Unlike tedious group training sessions that HR heads often have to coerce people to attend online, Speakin takes a more personalised approach and offers a chance to receive one-on-one coaching from fascinating individuals who you may normally not be able to access. After taking a psychometric assessment and inputting your goals, platform users can be matched with mentors ranging from TV personality and businessman Daymon John from the show Shark Tank to Bear Grylls, a former British special forces soldier and survival instructor. To become an accredited mentor on Speakin is not an easy task. At the minimum, it requires having an impressive CV and several years of experience. As many as seven out of ten people who apply are rejected.

Kumar says that experienced mentors have played a critical role in her life. “I have had many. I get stuck all the time. I'm not intelligent, I'm just resourceful,” she says candidly. “That’s why I always recommend women go out, talk and find their support.” Among her earliest mentors were her parents. She grew up watching her mother contribute equally to finances in the home which was inspiring. Her father also played an instrumental role in laying a foundation for her public speaking skills.
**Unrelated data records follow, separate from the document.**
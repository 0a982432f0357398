//! Field type registry.
//!
//! A field's `type` tag selects a capability bundle: how raw input events are
//! read (`InputKind`) and, for composite fields, the reducer that owns the
//! field's private sub-state. Every tag referenced by a schema is checked
//! when the schema is loaded; unknown tags are reported as
//! [`SchemaMismatch`] and degrade to plain text.

use crate::schema::{FieldSchema, FormSchema, DEFAULT_FIELD_TYPE};
use crate::SchemaMismatch;
use kform_types::SharedReducer;
use serde::{Deserialize, Serialize};
use std::collections::HashMap;
use std::fmt;
use tracing::warn;

/// How a control reports its value.
#[derive(Debug, Clone, Copy, Default, PartialEq, Eq, Serialize, Deserialize)]
#[serde(rename_all = "snake_case")]
pub enum InputKind {
    /// Reports its text.
    #[default]
    Text,
    /// Reports its checked state.
    Checkbox,
    /// Reports selected files; the control supplies the submitted value.
    File,
    /// Owns a sub-state through its own reducer.
    Composite,
}

/// Capability bundle registered for a type tag.
#[derive(Clone, Default)]
pub struct FieldKind {
    pub input: InputKind,
    pub reducer: Option<SharedReducer>,
}

impl FieldKind {
    pub fn text() -> Self {
        Self::default()
    }

    pub fn checkbox() -> Self {
        Self {
            input: InputKind::Checkbox,
            reducer: None,
        }
    }

    pub fn file() -> Self {
        Self {
            input: InputKind::File,
            reducer: None,
        }
    }

    /// A composite field whose sub-state is owned by `reducer`.
    pub fn composite(reducer: SharedReducer) -> Self {
        Self {
            input: InputKind::Composite,
            reducer: Some(reducer),
        }
    }

    pub fn has_reducer(&self) -> bool {
        self.reducer.is_some()
    }
}

impl fmt::Debug for FieldKind {
    fn fmt(&self, f: &mut fmt::Formatter<'_>) -> fmt::Result {
        f.debug_struct("FieldKind")
            .field("input", &self.input)
            .field("has_reducer", &self.reducer.is_some())
            .finish()
    }
}

/// Maps type tags to capability bundles.
#[derive(Debug, Clone, Default)]
pub struct FieldTypeRegistry {
    kinds: HashMap<String, FieldKind>,
}

impl FieldTypeRegistry {
    /// Creates an empty registry.
    pub fn new() -> Self {
        Self::default()
    }

    /// Registry with the `text`, `checkbox` and `file` types.
    pub fn with_builtins() -> Self {
        let mut registry = Self::new();
        registry.register(DEFAULT_FIELD_TYPE, FieldKind::text());
        registry.register("checkbox", FieldKind::checkbox());
        registry.register("file", FieldKind::file());
        registry
    }

    /// Registers `kind` under `tag`, returning the bundle it replaced.
    pub fn register(&mut self, tag: impl Into<String>, kind: FieldKind) -> Option<FieldKind> {
        self.kinds.insert(tag.into(), kind)
    }

    /// Builder form of [`register`](Self::register).
    #[must_use]
    pub fn with(mut self, tag: impl Into<String>, kind: FieldKind) -> Self {
        self.register(tag, kind);
        self
    }

    pub fn get(&self, tag: &str) -> Option<&FieldKind> {
        self.kinds.get(tag)
    }

    pub fn contains(&self, tag: &str) -> bool {
        self.kinds.contains_key(tag)
    }

    /// The bundle for `field`, falling back to plain text for unknown tags.
    pub fn resolve(&self, field: &FieldSchema) -> FieldKind {
        self.get(field.type_tag()).cloned().unwrap_or_default()
    }

    /// The sub-reducer for `field`, if its type declares one.
    pub fn reducer_for(&self, field: &FieldSchema) -> Option<SharedReducer> {
        self.get(field.type_tag()).and_then(|kind| kind.reducer.clone())
    }

    /// Reports every field whose type tag is not registered.
    ///
    /// Mismatches are logged; they never stop the schema from loading.
    pub fn check(&self, schema: &FormSchema) -> Vec<SchemaMismatch> {
        let mismatches: Vec<SchemaMismatch> = schema
            .iter()
            .filter(|field| !self.contains(field.type_tag()))
            .map(|field| SchemaMismatch {
                field_id: field.id.clone(),
                field_type: field.type_tag().to_string(),
            })
            .collect();
        for mismatch in &mismatches {
            warn!(
                field_id = %mismatch.field_id,
                field_type = %mismatch.field_type,
                "Missing type registration, falling back to text"
            );
        }
        mismatches
    }
}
From a young age, he would ask her to sit and read books and magazines aloud and give her pocket money to motivate her. “Then, in the early '90s, when we started getting English-language movies in India, he would ask me to read out all the names when the credits would roll at the end,” she says, explaining that he was eager for her to master English.

Later when Kumar was about 16, she recalls her car broke down in the middle of a busy road so she got on her knees and started changing the tyre. “This was 22 years ago but I still remember, cars were stopping and people thought what is happening? A woman is changing a tyre?” she says with a laugh. “But my dad just said ‘Do it, it’s normal. Why do you need anyone else to do it for you?'” While it may sound insignificant, these early experiences were pivotal in building Kumar's self-confidence.

She would go on to become a successful management consultant working for Ernst & Young. But after more than a decade in the field, Kumar decided to strike out on her own. She noticed that the field of professional learning suddenly exploded around 2015. “There was a boom around LinkedIn and there was an emergence of influencers and thought leaders on various platforms. That became a big part of shaping Speakin. We realised that it’s important to curate this emerging sea of experts,” she says. “So I entered the ocean, and I was one of the small fish moving around, but then I told myself: even if it's a puddle, I need to have something of my own.”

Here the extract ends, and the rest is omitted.